Where does the string "Error" appear in the listing below? Copy every line where it does.

[[ Data shown, beginning ]]

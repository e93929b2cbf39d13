use crate::error::{Error, Result};

/// Magic bytes identifying a MYCOMP container: 6 ASCII bytes at offset 0.
pub const MAGIC: &[u8; 6] = b"MYCOMP";

/// Fixed size of the container header in bytes.
///   magic[6] + chunk_count:u64 = 6 + 8 = 14
pub const HEADER_SIZE: usize = 14;

/// Fixed size of the per-chunk prelude, written before each payload.
///   original_size:u64 + compressed_size:u64 + checksum:u32 = 8 + 8 + 4 = 20
pub const CHUNK_HEADER_SIZE: usize = 20;

/// Default raw bytes per chunk: 1 MiB (the last chunk may be smaller).
pub const DEFAULT_CHUNK_SIZE: u64 = 1024 * 1024;

// All multi-byte integers in the container are little-endian with fixed
// widths, regardless of the machine that wrote or reads the file.

// ── Header ─────────────────────────────────────────────────────────────────

/// Decoded representation of the 14-byte container header.
///
/// `chunk_count` is fixed at creation: it is computed from the input size
/// before any chunk body is written, never discovered incrementally.
#[derive(Debug, Clone)]
pub struct ContainerHeader {
    pub chunk_count: u64,
}

impl ContainerHeader {
    /// Serialize to exactly `HEADER_SIZE` bytes.
    pub fn to_bytes(&self) -> [u8; HEADER_SIZE] {
        let mut buf = [0u8; HEADER_SIZE];
        buf[..6].copy_from_slice(MAGIC);
        buf[6..14].copy_from_slice(&self.chunk_count.to_le_bytes());
        buf
    }

    /// Deserialize from `HEADER_SIZE` bytes, checking the magic.
    pub fn from_bytes(buf: &[u8; HEADER_SIZE]) -> Result<Self> {
        if &buf[..6] != MAGIC {
            return Err(Error::Format(
                "bad magic bytes, not a MYCOMP container".into(),
            ));
        }
        let mut count = [0u8; 8];
        count.copy_from_slice(&buf[6..14]);
        Ok(Self {
            chunk_count: u64::from_le_bytes(count),
        })
    }
}

// ── Chunk record ────────────────────────────────────────────────────────────

/// One compressed unit stored in the container.
///
/// The ordinal index is never stored; it is implied by position in the file,
/// and records must be read, written, and reassembled in that exact order.
/// Invariant: decompressing `payload` yields exactly `original_size` bytes
/// whose CRC-32 equals `checksum`.
#[derive(Debug, Clone, Default)]
pub struct ChunkRecord {
    /// Byte length of the chunk before compression.
    pub original_size: u64,
    /// Byte length of `payload`.
    pub compressed_size: u64,
    /// CRC-32 of the original (uncompressed) bytes.
    pub checksum: u32,
    /// Opaque compressed bytes, `len() == compressed_size`.
    pub payload: Vec<u8>,
}

impl ChunkRecord {
    /// Serialize the fixed prelude to exactly `CHUNK_HEADER_SIZE` bytes.
    /// The payload follows the prelude verbatim on disk.
    pub fn header_to_bytes(&self) -> [u8; CHUNK_HEADER_SIZE] {
        let mut buf = [0u8; CHUNK_HEADER_SIZE];
        buf[0..8].copy_from_slice(&self.original_size.to_le_bytes());
        buf[8..16].copy_from_slice(&self.compressed_size.to_le_bytes());
        buf[16..20].copy_from_slice(&self.checksum.to_le_bytes());
        buf
    }

    /// Deserialize the fixed prelude. The payload is left empty; the caller
    /// reads exactly `compressed_size` bytes after the prelude to fill it.
    pub fn header_from_bytes(buf: &[u8; CHUNK_HEADER_SIZE]) -> Self {
        let mut original = [0u8; 8];
        let mut compressed = [0u8; 8];
        let mut checksum = [0u8; 4];
        original.copy_from_slice(&buf[0..8]);
        compressed.copy_from_slice(&buf[8..16]);
        checksum.copy_from_slice(&buf[16..20]);
        Self {
            original_size: u64::from_le_bytes(original),
            compressed_size: u64::from_le_bytes(compressed),
            checksum: u32::from_le_bytes(checksum),
            payload: Vec::new(),
        }
    }
}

[[ Data shown, end ]]

## Exercise response
use crate::error::{Error, Result};
            return Err(Error::Format(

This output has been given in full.